In 1997, President Clinton's U. S. nuclear policy directive upheld the assurance that the United States will refrain from first use of nuclear weapons against signatories to the nuclear Non-Proliferation Treaty, a list that includes Iraq, Iran, Libya and North Korea. The policy includes certain exceptions, however, that would allow responding with nuclear weapons to attacks by nuclear-capable states, states not in good standing under the nuclear Non-Proliferation Treaty, or states allied with nuclear powers. Iraq, viewed by the U.S. as violating international atomic weapons restrictions, could be such an exception. During the recent crisis in Iraq, there have been many references to a "bunker-busting bomb" that could be used by U.S. Forces. This may possibly be the recently deployed earth- penetrating weapon designed by Los Alamos National Laboratory, use of which would overturn 50 years of nuclear weapons non-use. Advocates of arms control are worried that states without nuclear weapons who signed the Non-Proliferation Treaty will abandon it if they see the existing nuclear powers preserving and finding missions for their weapons.

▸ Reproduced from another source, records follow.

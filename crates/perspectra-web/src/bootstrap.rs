//! Wiring from configuration to a ready [`AppState`].

use std::collections::HashMap;
use std::path::PathBuf;
use std::sync::Arc;
use std::time::Duration;

use anyhow::Context;

use perspectra_agents::{Agents, PromptLoader};
use perspectra_config::{Config, LlmConfig};
use perspectra_db::{Database, Store};
use perspectra_kg::ConceptGraph;
use perspectra_llm::{FallbackRouter, LlmBackend, OpenAiCompatibleBackend, Provider, RetryPolicy};

use crate::auth::JwtKeys;
use crate::seed::seed;
use crate::state::AppState;

/// PostgreSQL when a URL is configured, otherwise the in-memory store.
pub async fn connect_store(config: &Config) -> anyhow::Result<Store> {
    match config.database.url.as_deref() {
        Some(url) => {
            let db = Database::connect(url, config.database.max_connections, config.database.min_connections)
                .await
                .context("connecting to PostgreSQL")?;
            db.initialize().await.context("initialising schema")?;
            let stats = db.stats().await.context("counting rows")?;
            tracing::info!(
                users = stats.users,
                problems = stats.problems,
                reviews = stats.reviews,
                concepts = stats.concepts,
                "🗄️  Connected to PostgreSQL"
            );
            Ok(Store::postgres(db.pool().clone()))
        }
        None => {
            tracing::warn!("⚠️  No database URL configured; using the in-memory store (data is lost on exit)");
            Ok(Store::in_memory())
        }
    }
}

fn backend_for(llm: &LlmConfig, provider: &str, model: &str) -> anyhow::Result<Arc<dyn LlmBackend>> {
    let provider: Provider = provider.parse()?;
    let key = llm.api_keys.for_provider(provider.as_str()).map(str::to_string);
    let backend = OpenAiCompatibleBackend::for_provider(
        provider,
        model,
        key,
        Duration::from_secs(llm.timeout_secs),
        &llm.app_url,
        &llm.app_name,
    )?;
    if !backend.has_api_key() {
        tracing::warn!(provider = provider.as_str(), "⚠️  No API key configured; calls to this provider will fail");
    }
    Ok(Arc::new(backend))
}

pub fn build_llm(llm: &LlmConfig) -> anyhow::Result<FallbackRouter> {
    let primary = backend_for(llm, &llm.provider, &llm.model)?;
    let mut router = FallbackRouter::new(primary, RetryPolicy::with_attempts(llm.max_attempts));
    if let Some(fallback) = llm.fallback_provider.as_deref() {
        router = router.with_fallback(backend_for(llm, fallback, &llm.fallback_model)?);
    }
    tracing::info!(
        provider = %llm.provider,
        model = %llm.model,
        fallback = llm.fallback_provider.as_deref().unwrap_or("none"),
        "🤖 LLM router ready"
    );
    Ok(router)
}

/// The graph as stored, or the built-in catalog when the store has none.
pub async fn load_graph(store: &Store) -> anyhow::Result<ConceptGraph> {
    let concepts = store.concepts.concepts().await?;
    if concepts.is_empty() {
        tracing::warn!("Concept store is empty; serving the built-in graph");
        return Ok(ConceptGraph::builtin()?);
    }
    let edges = store.concepts.edges().await?;
    Ok(ConceptGraph::new(concepts, edges)?)
}

pub async fn build_state(config: &Config, llm: FallbackRouter) -> anyhow::Result<AppState> {
    let store = connect_store(config).await?;
    if config.database.seed_on_start {
        seed(&store).await.context("seeding catalog")?;
    }
    let graph = load_graph(&store).await?;

    let prompts = PromptLoader::new(config.prompts.dir.as_ref().map(PathBuf::from), config.prompts.hot_reload);
    let names: HashMap<String, String> =
        graph.concepts().iter().map(|c| (c.id.clone(), c.name.clone())).collect();
    let agents = Agents::new(Arc::new(llm), Arc::new(prompts)).with_concept_names(names);

    Ok(AppState::new(
        store,
        Arc::new(graph),
        Arc::new(agents),
        JwtKeys::new(&config.auth.jwt_secret, config.auth.token_expiry_hours),
        config.agents.clone(),
    ))
}
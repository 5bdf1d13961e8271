use std::sync::Arc;

use sqlx::PgPool;

use crate::memory::MemoryStore;
use crate::postgres::{
    PgConceptRepository, PgProblemRepository, PgProfileRepository, PgReviewRepository,
    PgUserRepository,
};
use crate::repository::{
    ConceptRepository, ProblemRepository, ProfileRepository, ReviewRepository, UserRepository,
};

/// The set of repositories a running server works against.
#[derive(Clone)]
pub struct Store {
    pub users: Arc<dyn UserRepository>,
    pub profiles: Arc<dyn ProfileRepository>,
    pub problems: Arc<dyn ProblemRepository>,
    pub reviews: Arc<dyn ReviewRepository>,
    pub concepts: Arc<dyn ConceptRepository>,
    backend: &'static str,
}

impl Store {
    pub fn postgres(pool: PgPool) -> Self {
        Self {
            users: Arc::new(PgUserRepository::new(pool.clone())),
            profiles: Arc::new(PgProfileRepository::new(pool.clone())),
            problems: Arc::new(PgProblemRepository::new(pool.clone())),
            reviews: Arc::new(PgReviewRepository::new(pool.clone())),
            concepts: Arc::new(PgConceptRepository::new(pool)),
            backend: "postgres",
        }
    }

    pub fn in_memory() -> Self {
        let mem = Arc::new(MemoryStore::new());
        Self {
            users: mem.clone(),
            profiles: mem.clone(),
            problems: mem.clone(),
            reviews: mem.clone(),
            concepts: mem,
            backend: "memory",
        }
    }

    pub fn backend(&self) -> &'static str {
        self.backend
    }
}
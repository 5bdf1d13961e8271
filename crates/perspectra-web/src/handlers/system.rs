//! Service status.

use axum::{extract::State, Json};
use serde_json::{json, Value};

use crate::state::SharedState;

/// GET /
pub async fn root(State(state): State<SharedState>) -> Json<Value> {
    Json(json!({
        "status": "ok",
        "service": "Perspectra API",
        "version": env!("CARGO_PKG_VERSION"),
        "store": state.store.backend(),
        "concepts": state.graph.concepts().len(),
    }))
}

/// GET /health
pub async fn health() -> Json<Value> {
    Json(json!({ "status": "healthy" }))
}
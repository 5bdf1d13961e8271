//! Bearer-token sessions and password hashing.
//!
//! Tokens are HS256 JWTs carrying the user id (`sub`) and email. Passwords are
//! stored as Argon2id PHC strings.

use argon2::{
    password_hash::{rand_core::OsRng, PasswordHash, PasswordHasher, PasswordVerifier, SaltString},
    Argon2,
};
use axum::extract::FromRequestParts;
use axum::http::request::Parts;
use axum_extra::headers::{authorization::Bearer, Authorization};
use axum_extra::TypedHeader;
use chrono::{DateTime, Duration, Utc};
use jsonwebtoken::{decode, encode, Algorithm, DecodingKey, EncodingKey, Header, Validation};
use serde::{Deserialize, Serialize};
use uuid::Uuid;

use perspectra_common::ApiError;

use crate::state::SharedState;

const DEFAULT_EXPIRY_HOURS: i64 = 72;

/// Payload stored in the token.
#[derive(Debug, Clone, PartialEq, Serialize, Deserialize)]
pub struct Claims {
    /// User id
    pub sub: String,
    pub email: String,
    /// Issued at (Unix timestamp)
    pub iat: i64,
    /// Expiration time (Unix timestamp)
    pub exp: i64,
}

pub struct IssuedToken {
    pub token: String,
    pub expires_at: DateTime<Utc>,
}

/// Signing and verification keys plus the session lifetime.
pub struct JwtKeys {
    encoding: EncodingKey,
    decoding: DecodingKey,
    expiry: Duration,
}

impl JwtKeys {
    pub fn new(secret: &str, expiry_hours: u64) -> Self {
        Self {
            encoding: EncodingKey::from_secret(secret.as_bytes()),
            decoding: DecodingKey::from_secret(secret.as_bytes()),
            expiry: i64::try_from(expiry_hours)
                .ok()
                .and_then(Duration::try_hours)
                .unwrap_or(Duration::hours(DEFAULT_EXPIRY_HOURS)),
        }
    }

    pub fn issue(&self, user_id: Uuid, email: &str) -> Result<IssuedToken, ApiError> {
        self.issue_at(user_id, email, Utc::now())
    }

    fn issue_at(&self, user_id: Uuid, email: &str, now: DateTime<Utc>) -> Result<IssuedToken, ApiError> {
        let expires_at = now + self.expiry;
        let claims = Claims {
            sub: user_id.to_string(),
            email: email.to_string(),
            iat: now.timestamp(),
            exp: expires_at.timestamp(),
        };
        let token = encode(&Header::new(Algorithm::HS256), &claims, &self.encoding)
            .map_err(|e| ApiError::Internal(format!("Failed to sign token: {e}")))?;
        Ok(IssuedToken { token, expires_at })
    }

    pub fn verify(&self, token: &str) -> Result<Claims, ApiError> {
        let validation = Validation::new(Algorithm::HS256);
        decode::<Claims>(token, &self.decoding, &validation)
            .map(|data| data.claims)
            .map_err(|e| {
                tracing::debug!(error = %e, "rejected bearer token");
                ApiError::invalid_token()
            })
    }
}

/// The authenticated caller, extracted from `Authorization: Bearer <token>`.
#[derive(Debug, Clone)]
pub struct AuthUser {
    pub user_id: Uuid,
    pub email: String,
}

impl FromRequestParts<SharedState> for AuthUser {
    type Rejection = ApiError;

    async fn from_request_parts(parts: &mut Parts, state: &SharedState) -> Result<Self, Self::Rejection> {
        let TypedHeader(Authorization(bearer)) =
            TypedHeader::<Authorization<Bearer>>::from_request_parts(parts, state)
                .await
                .map_err(|_| ApiError::invalid_token())?;

        let claims = state.jwt.verify(bearer.token())?;
        let user_id = Uuid::parse_str(&claims.sub).map_err(|_| ApiError::invalid_token())?;
        Ok(AuthUser { user_id, email: claims.email })
    }
}

// ── Passwords ─────────────────────────────────────────────────────────────────

pub fn hash_password(password: &str) -> Result<String, ApiError> {
    let salt = SaltString::generate(&mut OsRng);
    Argon2::default()
        .hash_password(password.as_bytes(), &salt)
        .map(|hash| hash.to_string())
        .map_err(|e| ApiError::Internal(format!("Failed to hash password: {e}")))
}

/// A malformed stored hash counts as a mismatch.
pub fn verify_password(password: &str, hash: &str) -> bool {
    match PasswordHash::new(hash) {
        Ok(parsed) => Argon2::default().verify_password(password.as_bytes(), &parsed).is_ok(),
        Err(e) => {
            tracing::warn!(error = %e, "stored password hash is not a valid PHC string");
            false
        }
    }
}
//! Table definitions. Applied idempotently by [`crate::Database::initialize`].

pub const TABLE_USERS: &str = "users";
pub const TABLE_PROFILES: &str = "profiles";
pub const TABLE_PROBLEMS: &str = "problems";
pub const TABLE_REVIEWS: &str = "reviews";
pub const TABLE_CONCEPTS: &str = "concepts";
pub const TABLE_CONCEPT_EDGES: &str = "concept_edges";

pub const STATEMENTS: &[&str] = &[
    r#"
    CREATE TABLE IF NOT EXISTS users (
        id            UUID PRIMARY KEY,
        email         TEXT NOT NULL,
        name          TEXT NOT NULL,
        password_hash TEXT NOT NULL,
        created_at    TIMESTAMPTZ NOT NULL DEFAULT NOW()
    )
    "#,
    "CREATE UNIQUE INDEX IF NOT EXISTS users_email_idx ON users (email)",
    r#"
    CREATE TABLE IF NOT EXISTS profiles (
        user_id    UUID PRIMARY KEY REFERENCES users (id) ON DELETE CASCADE,
        doc        JSONB NOT NULL,
        updated_at TIMESTAMPTZ NOT NULL DEFAULT NOW()
    )
    "#,
    r#"
    CREATE TABLE IF NOT EXISTS problems (
        id         TEXT PRIMARY KEY,
        difficulty SMALLINT NOT NULL,
        doc        JSONB NOT NULL
    )
    "#,
    r#"
    CREATE TABLE IF NOT EXISTS reviews (
        id          UUID PRIMARY KEY,
        user_id     UUID NOT NULL REFERENCES users (id) ON DELETE CASCADE,
        problem_id  TEXT NOT NULL,
        fingerprint TEXT NOT NULL,
        created_at  TIMESTAMPTZ NOT NULL,
        doc         JSONB NOT NULL
    )
    "#,
    "CREATE INDEX IF NOT EXISTS reviews_user_time_idx ON reviews (user_id, created_at DESC)",
    "CREATE INDEX IF NOT EXISTS reviews_user_problem_idx ON reviews (user_id, problem_id, created_at DESC)",
    r#"
    CREATE TABLE IF NOT EXISTS concepts (
        id          TEXT PRIMARY KEY,
        name        TEXT NOT NULL,
        tier        SMALLINT NOT NULL,
        difficulty  SMALLINT NOT NULL,
        description TEXT NOT NULL,
        subject     TEXT NOT NULL DEFAULT 'DSA'
    )
    "#,
    r#"
    CREATE TABLE IF NOT EXISTS concept_edges (
        source TEXT NOT NULL REFERENCES concepts (id) ON DELETE CASCADE,
        target TEXT NOT NULL REFERENCES concepts (id) ON DELETE CASCADE,
        PRIMARY KEY (source, target)
    )
    "#,
];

* The latest plan from the U.S. Department of Energy, called "Accelerating Cleanup: Paths to Closure," proposes that the Los Alamos National Laboratory keep 85 percent of the wastes buried from 1944 to the early 1970s in the ground. According to the new plan, LANL won't be able to clean up some of its oldest waste dumps for at least 10 years, possibly forever. The new plan delays the end of the cleanup, projected for 2005, until 2008, and says the federal government will have to watch some waste-burial sites indefinitely. The early wastes were packed in cardboard and plywood boxes, thick plastic bags and steel drums, and then dumped from trucks into trenches and shafts. Lab officials say that digging it out would be too expensive and possibly unsafe. Environmentalists say the government is evading responsibility for the Cold War's radioactive garbage. In the new plan, cost estimates for caring for the oldest waste through 2070 have dropped from $3 to $1 billion. At the same time, LANL will spend approximately $10.6 billion to dispose of new wastes created by ongoing weapons work and research. "It's a budget gimmick," said Jay Coghlan, program director at Concerned Citizens for Nuclear Safety of Santa Fe. "This will short-change cleanup at LANL while continuing to pour money into weapons programs." Environmentalists expect to fight the plan, because it will leave some of the most dangerous wastes in the U. S. nuclear weapons complex in place. Dozens of waste burial trenches and shafts, holding enough radioactive hazardous waste to fill more than 28,000 dumpsters, will either remain untouched, or be "capped" with clay, to prevent rain and snowmelt from seeping radioactive waste into the ground water.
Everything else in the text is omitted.